Wheat Belly makes one good point

400px-Superoxide_dismutase_2_PDB_1VAR And it will change how I feed my family.  I haven’t actually read Wheat Belly, just talked to a lot of people who are super excited about it.  I have read a white paper by a cereal chemist shredding it 6 ways from Sunday.  Both Wheat Belly and the rebuttal paper by Julie Jones are works with an ax to grind.  That is, they start with a conclusion and look for evidence to support it.  The difference is, I believe Jones read the papers she cites whereas it is suspect whether Dr.
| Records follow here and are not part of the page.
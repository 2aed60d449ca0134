use crate::color_table::ColorTable;
use crate::{Result, extent};
use image::{GrayImage, Luma, Rgb, RgbImage};
use thromb_analysis::core_modules::component::{Component, Label, LabelMap};
use thromb_analysis::core_modules::grid::Mask;

/// Paints every pixel with the color of its label.
pub fn render_labels(label_map: &LabelMap, colors: &ColorTable) -> Result<RgbImage> {
    let (width, height) = (extent(label_map.width())?, extent(label_map.height())?);
    Ok(RgbImage::from_fn(width, height, |x, y| {
        Rgb(colors.color(label_map[(x as usize, y as usize)]))
    }))
}

/// Marks the top and bottom edge rows of every component's bounding box in
/// that component's color.
pub fn overlay_bounding_boxes(image: &mut RgbImage, components: &[Component], colors: &ColorTable) {
    for component in components {
        let bbox = &component.bounding_box;
        let (Some((start_x, top)), Some((stop_x, bottom))) = (bbox.start(), bbox.stop()) else {
            continue;
        };
        let color = Rgb(colors.color(Label::Component(component.id)));
        for x in start_x..=stop_x {
            for y in [top, bottom] {
                if let (Ok(x), Ok(y)) = (u32::try_from(x), u32::try_from(y)) {
                    if x < image.width() && y < image.height() {
                        image.put_pixel(x, y, color);
                    }
                }
            }
        }
    }
}

/// Label coloring with the bounding-box overlay on top.
pub fn render_labels_with_boxes(
    label_map: &LabelMap,
    components: &[Component],
    colors: &ColorTable,
) -> Result<RgbImage> {
    let mut image = render_labels(label_map, colors)?;
    overlay_bounding_boxes(&mut image, components, colors);
    Ok(image)
}

/// Binary raster: 255 where the mask is set, 0 elsewhere.
pub fn render_mask(mask: &Mask) -> Result<GrayImage> {
    let (width, height) = (extent(mask.width())?, extent(mask.height())?);
    Ok(GrayImage::from_fn(width, height, |x, y| {
        Luma([if mask[(x as usize, y as usize)] { 255 } else { 0 }])
    }))
}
Davis did the same.  Many of his allegations about the harmfulness of wheat are not unique to wheat, except for one:  Gliadins do stimulate zonulin, which regulates tight junctions in the gut and possibly the brain blood barrier.  And this could cause a lot of the problems Davis ascribes to wheat, including inflammation and by extension autism.
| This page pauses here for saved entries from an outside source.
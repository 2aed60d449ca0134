// Writers for every raster a run produces. Each function creates (or
// truncates) exactly the files it names and reports failures with the path.

use crate::render::render_mask;
use crate::{RenderError, Result, extent};
use image::codecs::png::PngEncoder;
use image::codecs::pnm::{PnmEncoder, PnmSubtype, SampleEncoding};
use image::{ExtendedColorType, GrayImage, ImageEncoder, RgbImage};
use std::fs::File;
use std::io::{BufWriter, Write};
use std::path::Path;
use thromb_analysis::core_modules::component::LabelMap;
use thromb_analysis::core_modules::grid::Mask;
use tiff::encoder::{TiffEncoder, colortype};

fn create(path: &Path) -> Result<BufWriter<File>> {
    File::create(path)
        .map(BufWriter::new)
        .map_err(|e| RenderError::io(path, e))
}

pub fn save_png(path: &Path, image: &RgbImage) -> Result<()> {
    let output = create(path)?;
    let encoder = PngEncoder::new(output);
    encoder
        .write_image(
            image.as_raw(),
            image.width(),
            image.height(),
            ExtendedColorType::Rgb8,
        )
        .map_err(|e| RenderError::image(path, e))
}

/// Binary (P5) graymap.
pub fn save_pgm(path: &Path, image: &GrayImage) -> Result<()> {
    let output = create(path)?;
    let encoder =
        PnmEncoder::new(output).with_subtype(PnmSubtype::Graymap(SampleEncoding::Binary));
    encoder
        .write_image(
            image.as_raw(),
            image.width(),
            image.height(),
            ExtendedColorType::L8,
        )
        .map_err(|e| RenderError::image(path, e))
}

pub fn save_mask(path: &Path, mask: &Mask) -> Result<()> {
    save_pgm(path, &render_mask(mask)?)
}

/// Integer form of a label map, row-major; fails if a label exceeds `u32`.
pub fn raw_labels(label_map: &LabelMap) -> Result<Vec<u32>> {
    label_map
        .cells()
        .iter()
        .map(|label| {
            let raw = label.to_raw();
            u32::try_from(raw).map_err(|_| RenderError::LabelOverflow { label: raw })
        })
        .collect()
}

/// 32-bit unsigned grayscale TIFF of the raw label values.
pub fn save_label_tiff(path: &Path, label_map: &LabelMap) -> Result<()> {
    let (width, height) = (extent(label_map.width())?, extent(label_map.height())?);
    let data = raw_labels(label_map)?;

    let output = create(path)?;
    let mut tiff = TiffEncoder::new(output).map_err(|e| RenderError::tiff(path, e))?;
    tiff.write_image::<colortype::Gray32>(width, height, &data)
        .map_err(|e| RenderError::tiff(path, e))
}

/// MetaImage pair: `<stem>.mhd` header plus `<stem>.raw` little-endian `u32` data.
///
/// The data file is written first, so a header only exists next to complete data.
pub fn save_label_meta_image(directory: &Path, stem: &str, label_map: &LabelMap) -> Result<()> {
    let data = raw_labels(label_map)?;
    let raw_name = format!("{stem}.raw");
    let header_path = directory.join(format!("{stem}.mhd"));
    let raw_path = directory.join(&raw_name);

    let mut raw = create(&raw_path)?;
    for value in data {
        raw.write_all(&value.to_le_bytes())
            .map_err(|e| RenderError::io(&raw_path, e))?;
    }
    raw.flush().map_err(|e| RenderError::io(&raw_path, e))?;

    let mut header = create(&header_path)?;
    write!(
        header,
        "ObjectType = Image\n\
         NDims = 2\n\
         BinaryData = True\n\
         BinaryDataByteOrderMSB = False\n\
         CompressedData = False\n\
         DimSize = {} {}\n\
         ElementSpacing = 1 1\n\
         ElementType = MET_UINT\n\
         ElementDataFile = {}\n",
        label_map.width(),
        label_map.height(),
        raw_name
    )
    .and_then(|_| header.flush())
    .map_err(|e| RenderError::io(&header_path, e))
}

#[cfg(test)]
mod tests {
    use super::*;
    use thromb_analysis::core_modules::component::Label;
    use thromb_analysis::core_modules::grid::Grid;

    fn label_map() -> LabelMap {
        Grid::from_fn(3, 2, |x, y| Label::from_raw(if y == 0 { x } else { 7 }))
    }

    #[test]
    fn save_white_mask() {
        let dir = tempfile::tempdir().unwrap();
        let path = dir.path().join("white_file.pgm");
        save_mask(&path, &Mask::filled(50, 40, true)).expect("Error Saving File.");

        let decoded = image::open(&path).unwrap().into_luma8();
        assert_eq!(decoded.dimensions(), (50, 40));
        assert!(decoded.pixels().all(|p| p.0 == [255]));
    }

    #[test]
    fn save_gradient_png() {
        let dir = tempfile::tempdir().unwrap();
        let path = dir.path().join("gradient_file.png");
        let image = RgbImage::from_fn(64, 32, |x, y| image::Rgb([x as u8 * 4, y as u8 * 8, 0]));
        save_png(&path, &image).expect("Error Saving File.");

        let decoded = image::open(&path).unwrap().into_rgb8();
        assert_eq!(decoded, image);
    }

    #[test]
    fn label_tiff_keeps_raw_values() {
        let dir = tempfile::tempdir().unwrap();
        let path = dir.path().join("components.tif");
        save_label_tiff(&path, &label_map()).unwrap();

        let mut decoder = tiff::decoder::Decoder::new(File::open(&path).unwrap()).unwrap();
        assert_eq!(decoder.dimensions().unwrap(), (3, 2));
        match decoder.read_image().unwrap() {
            tiff::decoder::DecodingResult::U32(values) => {
                assert_eq!(values, vec![0, 1, 2, 7, 7, 7]);
            }
            _ => panic!("expected 32-bit samples"),
        }
    }

    #[test]
    fn meta_image_header_points_at_raw_file() {
        let dir = tempfile::tempdir().unwrap();
        save_label_meta_image(dir.path(), "components", &label_map()).unwrap();

        let header = std::fs::read_to_string(dir.path().join("components.mhd")).unwrap();
        assert!(header.contains("DimSize = 3 2\n"));
        assert!(header.contains("ElementDataFile = components.raw\n"));

        let raw = std::fs::read(dir.path().join("components.raw")).unwrap();
        assert_eq!(raw.len(), 6 * 4);
        assert_eq!(&raw[4..8], &1u32.to_le_bytes());
    }

    #[test]
    fn failed_raw_write_leaves_no_header() {
        let dir = tempfile::tempdir().unwrap();
        // A directory in place of the data file makes its creation fail.
        std::fs::create_dir(dir.path().join("components.raw")).unwrap();

        let err = save_label_meta_image(dir.path(), "components", &label_map()).unwrap_err();
        assert!(matches!(err, RenderError::Io { .. }));
        assert!(!dir.path().join("components.mhd").exists());
    }

    #[test]
    fn missing_directory_reports_the_path() {
        let dir = tempfile::tempdir().unwrap();
        let path = dir.path().join("nowhere").join("boundary.pgm");
        let err = save_mask(&path, &Mask::filled(1, 1, false)).unwrap_err();
        match err {
            RenderError::Io { path: reported, .. } => assert_eq!(reported, path),
            other => panic!("unexpected error {other:?}"),
        }
    }
}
I looked up gliadins on wikipedia, and while it didn’t mention zonulin, it did mention superoxide dismutase (SOD), the critter pictured above.  Gliadins combine with SOD to make glisodin, an protein complex that allows SOD to pass through the violent digestive processes of the stomach and reach the small intestine, where I would conjecture zonulin makes the gut permeable to this supersized molecule.  SOD is an important antioxidant that allows us to live in relative peace with bacteria, including the mitochondria inside our cells.  It has been proposed as a regulator of insulin resistance, in a view that acknowledges that we (well, some of us) need to gain weight to survive winter.  (Quick overview: if we give our mitochondria too much to do with sugar, fat and salt, SOD puts the cell into hibernation).
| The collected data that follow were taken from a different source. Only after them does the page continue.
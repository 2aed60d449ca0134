// THEORY:
// The thresholder is the first pass. The scan's global minimum is treated as
// the background level and everything strictly brighter is foreground. There is
// no multi-level thresholding: the foreground/background split is assumed to be
// already present in the data (e.g. a label image produced upstream).

use crate::core_modules::grid::{IntensityGrid, Mask};

/// Marks every cell whose intensity is strictly above the global minimum.
///
/// A constant grid has no foreground. NaN cells are never foreground.
pub fn threshold_above_minimum(grid: &IntensityGrid) -> Mask {
    match grid.min_value() {
        Some(background) => grid.map(|&value| value > background),
        None => Mask::filled(grid.width(), grid.height(), false),
    }
}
So how will this change how I feed my family?  I will still stick with whole grains and whole wheat.  But the wheat needs to be relatively unprocessed, so the gliadins come with SOD in appropriate amounts.  (Note that zonulin is a regulator.  I don’t want to shut it down completely.)  And I don’t want any added gluten, which  commercial breads (and really, any yeast bread worth eating) rely on for texture.  So most of our wheat consumption will shift to quick breads, mostly concoctions with pulses.  I may figure out how to make tortillas.  Knowing that a function of wheat is to allow proteins inside the body, it will be good to consider what I eat it with.

I suppose I get bread for my older children if they are making a sandwich for school.  We will likely have pizza once a week still.  But bread will not be a daily occurrence around here anymore.  I used to think I couldn’t have milk, but I only have a little in the morning and I seem to do okay.  I’m not a fan of completely eliminating things.